Творчество Уильяма Сарояна хорошо известно в нашей стране. Его произведения не раз издавались на русском языке.В историю современной американской литературы Уильям Сароян (1908–1981) вошел как выдающийся мастер рассказа, соединивший в своей неподражаемой манере традиции А. Чехова и Шервуда Андерсона. Сароян не просто любит людей, он учит своих героев видеть за разнообразными человеческими недостатками светлое и доброе начало.
Невил Шют (Nevil Shute, 1899–1960) — настоящее имя — Невил Шют Норуэй. Родился в местечке Илинг (графство Миддлсекс). В годы первой мировой войны служил в английской армии, после войны окончил Оксфордский университет. Увлекался аэронавтикой, работал инженером-авиаконструктором. Первый роман «Маразан» опубликовал в 1926 году. За этим романом последовали «Презренные» (1928) и «Что случилось с Корбеттами» (1939). С окончанием второй мировой войны Шют уехал в Австралию, где написал и опубликовал свои самые известные романы «Город как Элис» (1950) и «На берегу» (1957).В книгу вошли два лучших романа писателя: «Крысолов» и «На берегу».Драматические события романа «Крысолов» происходят во Франции и сопряжены со временем гитлеровской оккупации.
Невил Шют (Nevil Shute, 1899–1960) — настоящее имя — Невил Шют Норуэй. Родился в местечке Илинг (графство Миддлсекс). В годы первой мировой войны служил в английской армии, после войны окончил Оксфордский университет. Увлекался аэронавтикой, работал инженером-авиаконструктором. Первый роман «Маразан» опубликовал в 1926 году. За этим романом последовали «Презренные» (1928) и «Что случилось с Корбеттами» (1939). С окончанием второй мировой войны Шют уехал в Австралию, где написал и опубликовал свои самые известные романы «Город как Элис» (1950) и «На берегу» (1957).В книгу вошли два лучших романа писателя: «Крысолов» и «На берегу».Сюжет романа «На берегу» лег в основу прославленного фильма американского режиссера Стенли Крамера «На последнем берегу».Nevil Shute.

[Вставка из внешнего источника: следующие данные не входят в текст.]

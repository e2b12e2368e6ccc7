//! Boundary to the sibling install/run tool (`rclmgr`).
//!
//! The bring-up only needs four operations from it. `RclmgrCli` drives the
//! tool's command-line entry point; tests substitute their own implementation.
//! Every request carries its configuration path in `ToolArgs`.

use crate::schema::{self, Configuration};
use std::path::{Path, PathBuf};
use std::process::{Command, Stdio};
use thiserror::Error;
use tracing::debug;

/// Keys the tool reads to install and start the container
pub const TOOL_KEYS: &[&str] = &[
    schema::CONTAINER_HOSTNAME,
    "IMAGE_NAME",
    schema::IMAGE_VERSION,
    "SSH_PORT",
];

#[derive(Error, Debug)]
pub enum ToolError {
    #[error("{0} does not exist")]
    Missing(PathBuf),

    #[error("cannot read configuration {path}: {reason}")]
    Configuration { path: PathBuf, reason: String },

    #[error("cannot execute {program}: {source}")]
    Spawn {
        program: PathBuf,
        #[source]
        source: std::io::Error,
    },

    #[error("{program} exited with status {code:?}")]
    Exit { program: PathBuf, code: Option<i32> },
}

/// Arguments handed to the sibling tool for one request
#[derive(Debug, Clone, PartialEq, Eq)]
pub struct ToolArgs {
    pub config_file: PathBuf,
    pub force: bool,
    pub image_file: Option<PathBuf>,
}

impl ToolArgs {
    /// Request to install the image, optionally from a tarball
    pub fn install(config_file: &Path, image_file: Option<&Path>) -> Self {
        Self {
            config_file: config_file.to_path_buf(),
            force: true,
            image_file: image_file.map(Path::to_path_buf),
        }
    }

    /// Request to run the installed image
    pub fn run(config_file: &Path) -> Self {
        Self {
            config_file: config_file.to_path_buf(),
            force: false,
            image_file: None,
        }
    }
}

/// The four operations consumed from the sibling tool
pub trait InstallTool {
    /// Whether the tool can be invoked at all
    fn is_available(&self) -> bool;

    /// Load the configuration the way the tool will consume it
    fn read_configuration(&self, args: &ToolArgs) -> Result<(), ToolError>;

    fn install_from_file(&self, args: &ToolArgs, path: &Path) -> Result<(), ToolError>;

    fn install_from_repository(&self, args: &ToolArgs) -> Result<(), ToolError>;

    fn run_container(&self, args: &ToolArgs, foreground: bool) -> Result<(), ToolError>;
}

/// Sibling tool invoked through its command-line entry point
#[derive(Debug, Clone)]
pub struct RclmgrCli {
    program: PathBuf,
}

impl RclmgrCli {
    pub fn new(program: impl Into<PathBuf>) -> Self {
        Self {
            program: program.into(),
        }
    }

    fn base_command(&self, args: &ToolArgs) -> Command {
        let mut cmd = Command::new(&self.program);
        cmd.arg("-c").arg(&args.config_file);
        if args.force {
            cmd.arg("--force");
        }
        cmd
    }

    /// `-c <cfg> [--force] [-f <tarball>] -i`
    pub fn install_command(&self, args: &ToolArgs, image_file: Option<&Path>) -> Command {
        let mut cmd = self.base_command(args);
        if let Some(path) = image_file {
            cmd.arg("-f").arg(path);
        }
        cmd.arg("-i");
        cmd
    }

    /// `-c <cfg> [--force] -r`
    pub fn run_command(&self, args: &ToolArgs) -> Command {
        let mut cmd = self.base_command(args);
        cmd.arg("-r");
        cmd
    }

    /// Run with inherited stdio so pull and start progress stay visible
    fn execute(&self, mut cmd: Command) -> Result<(), ToolError> {
        debug!("Running {:?}", cmd);
        let status = cmd
            .stdin(Stdio::null())
            .status()
            .map_err(|source| ToolError::Spawn {
                program: self.program.clone(),
                source,
            })?;
        if status.success() {
            Ok(())
        } else {
            Err(ToolError::Exit {
                program: self.program.clone(),
                code: status.code(),
            })
        }
    }
}

impl InstallTool for RclmgrCli {
    fn is_available(&self) -> bool {
        self.program.is_file()
    }

    fn read_configuration(&self, args: &ToolArgs) -> Result<(), ToolError> {
        if !self.is_available() {
            return Err(ToolError::Missing(self.program.clone()));
        }
        let rejected = |reason: String| ToolError::Configuration {
            path: args.config_file.clone(),
            reason,
        };

        let text = std::fs::read_to_string(&args.config_file).map_err(|e| rejected(e.to_string()))?;
        let cfg = Configuration::from_yaml(&text).map_err(rejected)?;
        if let Some(key) = TOOL_KEYS.iter().find(|key| !cfg.contains(key)) {
            return Err(rejected(format!("missing {}", key)));
        }
        debug!("{} carries every key the tool reads", args.config_file.display());
        Ok(())
    }

    fn install_from_file(&self, args: &ToolArgs, path: &Path) -> Result<(), ToolError> {
        self.execute(self.install_command(args, Some(path)))
    }

    fn install_from_repository(&self, args: &ToolArgs) -> Result<(), ToolError> {
        self.execute(self.install_command(args, None))
    }

    fn run_container(&self, args: &ToolArgs, foreground: bool) -> Result<(), ToolError> {
        let mut cmd = self.run_command(args);
        if !foreground {
            cmd.stdout(Stdio::null()).stderr(Stdio::null());
        }
        self.execute(cmd)
    }
}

Ярослав Гавличек (1896–1943) — крупный чешский прозаик 30—40-х годов, мастер психологического портрета. Роман «Невидимый» (1937) — первое произведение писателя, выходящее на русском языке, — значительное социально-философское полотно, повествующее об истории распада и вырождения семьи фабриканта Хайна.
В книге рассказывается история главного героя, который сталкивается с различными проблемами и препятствиями на протяжении всего своего путешествия. По пути он встречает множество второстепенных персонажей, которые играют важные роли в истории. Благодаря опыту главного героя книга исследует такие темы, как любовь, потеря, надежда и стойкость. По мере того, как главный герой преодолевает свои трудности, он усваивает ценные уроки жизни и растет как личность.